Read our most frequently asked questions for orthopaedic footwear
Why have I been prescribed orthopaedic footwear?
There are different reasons why you may have been prescribed orthopaedic footwear. Some of these are:
- To support or control unwanted foot and ankle motion
- To accommodate excessive foot and ankle swelling
- To accommodate irregular foot shapes or bony changes in your feet
- To protect feet at risk of injury or pressure sores
All orthopaedic footwear is designed to accommodate your needs
When do I get my orthopaedic shoes?
Your orthotist will assess and discuss what available options there are to suit your needs. Once a treatment plan has been agreed, he or she will measure, take drafts and/or moulds of your feet. Depending on the complexity of the prescription, the shoes may need to be checked at an intermediate stage. Your orthotist will inform you of the process.
When do I wear my shoes?
Once you are used to your footwear, they should be used as much as possible.

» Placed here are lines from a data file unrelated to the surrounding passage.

//! Reader for BEAM-DIMAP (`.dim`) XML headers as written by Sentinel Toolbox/SNAP.
//!
//! The header carries an abstracted-metadata block nested under
//! `Dataset_Sources/MDElem[@name="metadata"]/MDElem[@name="Abstracted_Metadata"]`,
//! where each scalar lives in an `MDATTR` element keyed by its `name` attribute.
//! Only the handful of attributes needed for catalog indexing are extracted here.
use chrono::{NaiveDate, NaiveDateTime};
use quick_xml::Reader;
use quick_xml::events::{BytesStart, Event};
use std::fs::File;
use std::io::BufReader;
use std::path::Path;
use thiserror::Error;
use tracing::info;

/// Errors encountered when reading DIMAP headers
#[derive(Debug, Error)]
pub enum DimapError {
    #[error("I/O error: {0}")]
    Io(#[from] std::io::Error),
    #[error("XML parse error: {0}")]
    Xml(#[from] quick_xml::Error),
    #[error("Abstracted_Metadata block not found in DIMAP header")]
    MetadataNotFound,
    #[error("Missing attribute `{0}` in DIMAP metadata")]
    MissingField(&'static str),
    #[error("Unparseable timestamp: {0}")]
    DateParse(String),
}

/// Acquisition metadata extracted from the abstracted-metadata block
#[derive(Debug, Clone, PartialEq)]
pub struct AbstractedMetadata {
    /// Scene/product identifier (`PRODUCT`)
    pub scene_name: String,
    /// Mission name (`MISSION`) with hyphens normalized to underscores
    pub platform: String,
    /// First-line acquisition timestamp (`first_line_time`)
    pub first_line_time: NaiveDateTime,
    /// Last-line acquisition timestamp (`last_line_time`)
    pub last_line_time: NaiveDateTime,
}

/// Normalize a mission/platform name for catalog use ("SENTINEL-1" -> "SENTINEL_1").
/// Idempotent: a name without hyphens passes through unchanged.
pub fn normalize_platform(name: &str) -> String {
    name.replace('-', "_")
}

/// Timestamp formats accepted from DIMAP headers. SNAP writes the
/// `DD-MON-YYYY` form; the ISO variants show up in reprocessed products.
const TIMESTAMP_FORMATS: &[&str] = &[
    "%d-%b-%Y %H:%M:%S%.f",
    "%Y-%m-%dT%H:%M:%S%.f",
    "%Y-%m-%d %H:%M:%S%.f",
];

/// Parse a free-text DIMAP timestamp into a `NaiveDateTime`.
pub fn parse_timestamp(text: &str) -> Result<NaiveDateTime, DimapError> {
    let trimmed = text.trim();
    for fmt in TIMESTAMP_FORMATS {
        if let Ok(dt) = NaiveDateTime::parse_from_str(trimmed, fmt) {
            return Ok(dt);
        }
    }
    // Bare dates get midnight
    if let Ok(date) = NaiveDate::parse_from_str(trimmed, "%Y-%m-%d") {
        if let Some(dt) = date.and_hms_opt(0, 0, 0) {
            return Ok(dt);
        }
    }
    Err(DimapError::DateParse(trimmed.to_string()))
}

fn name_attr(e: &BytesStart) -> Option<String> {
    e.attributes()
        .flatten()
        .find(|a| a.key.as_ref() == b"name")
        .map(|a| String::from_utf8_lossy(&a.value).to_string())
}

impl AbstractedMetadata {
    /// Parse the abstracted-metadata block out of a `.dim` header file.
    ///
    /// Walks the XML as a stream, tracking the chain of `MDElem` names under
    /// `Dataset_Sources`, and reads only the direct-child `MDATTR` values of
    /// the `metadata/Abstracted_Metadata` block.
    pub fn from_dim_header<P: AsRef<Path>>(path: P) -> Result<Self, DimapError> {
        let path = path.as_ref();
        info!("Parsing DIMAP header: {:?}", path);
        // Open the file explicitly so access failures carry the Io variant
        // rather than being folded into a generic XML error
        let file = File::open(path)?;
        let mut reader = Reader::from_reader(BufReader::new(file));
        reader.trim_text(true);
        let mut buf = Vec::new();

        let mut in_dataset_sources = false;
        let mut mdelem_stack: Vec<String> = Vec::new();
        let mut saw_abstracted = false;
        let mut current_field: Option<&'static str> = None;

        let mut product: Option<String> = None;
        let mut mission: Option<String> = None;
        let mut first_line: Option<String> = None;
        let mut last_line: Option<String> = None;

        let at_target = |in_sources: bool, stack: &[String]| {
            in_sources
                && stack.len() == 2
                && stack[0] == "metadata"
                && stack[1] == "Abstracted_Metadata"
        };

        loop {
            match reader.read_event_into(&mut buf)? {
                Event::Start(ref e) => {
                    let tag = String::from_utf8_lossy(e.name().as_ref()).to_string();
                    match tag.as_str() {
                        "Dataset_Sources" => in_dataset_sources = true,
                        "MDElem" if in_dataset_sources => {
                            mdelem_stack.push(name_attr(e).unwrap_or_default());
                            if at_target(in_dataset_sources, &mdelem_stack) {
                                saw_abstracted = true;
                            }
                        }
                        "MDATTR" if at_target(in_dataset_sources, &mdelem_stack) => {
                            current_field = match name_attr(e).as_deref() {
                                Some("PRODUCT") => Some("PRODUCT"),
                                Some("MISSION") => Some("MISSION"),
                                Some("first_line_time") => Some("first_line_time"),
                                Some("last_line_time") => Some("last_line_time"),
                                _ => None,
                            };
                        }
                        _ => {}
                    }
                }
                Event::End(ref e) => {
                    let tag = String::from_utf8_lossy(e.name().as_ref()).to_string();
                    match tag.as_str() {
                        "Dataset_Sources" => in_dataset_sources = false,
                        "MDElem" if in_dataset_sources => {
                            mdelem_stack.pop();
                        }
                        "MDATTR" => current_field = None,
                        _ => {}
                    }
                }
                Event::Text(e) => {
                    if let Some(field) = current_field {
                        let txt = e.unescape().unwrap_or_default().to_string();
                        match field {
                            "PRODUCT" => product = Some(txt),
                            "MISSION" => mission = Some(txt),
                            "first_line_time" => first_line = Some(txt),
                            "last_line_time" => last_line = Some(txt),
                            _ => {}
                        }
                    }
                }
                Event::Eof => break,
                _ => {}
            }
            buf.clear();
        }

        if !saw_abstracted {
            return Err(DimapError::MetadataNotFound);
        }

        let scene_name = product.ok_or(DimapError::MissingField("PRODUCT"))?;
        let mission = mission.ok_or(DimapError::MissingField("MISSION"))?;
        let first_line = first_line.ok_or(DimapError::MissingField("first_line_time"))?;
        let last_line = last_line.ok_or(DimapError::MissingField("last_line_time"))?;

        Ok(AbstractedMetadata {
            scene_name,
            platform: normalize_platform(&mission),
            first_line_time: parse_timestamp(&first_line)?,
            last_line_time: parse_timestamp(&last_line)?,
        })
    }
}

How long should I wear them to get used to them?
We recommend you break your shoes in slowly by gradually increasing the time you use them for every day. Start with one hour a day increasing by half an hour or one hour daily. If your feet are at risk of developing pressure sores, your orthotist may advise you to break them in slower. Always check your feet for signs of pressure, blisters, cuts or anything unusual. You may get some red marks, but these should disappear after 15-20 minutes. Inspect your shoes regularly for any signs of unusual wear, damage or alien objects.
Why do my shoes look so bulky?
We do try to improve the design and style of our orthopaedic footwear regularly, but you have to remember that the shoes have been designed to fulfil your clinical needs.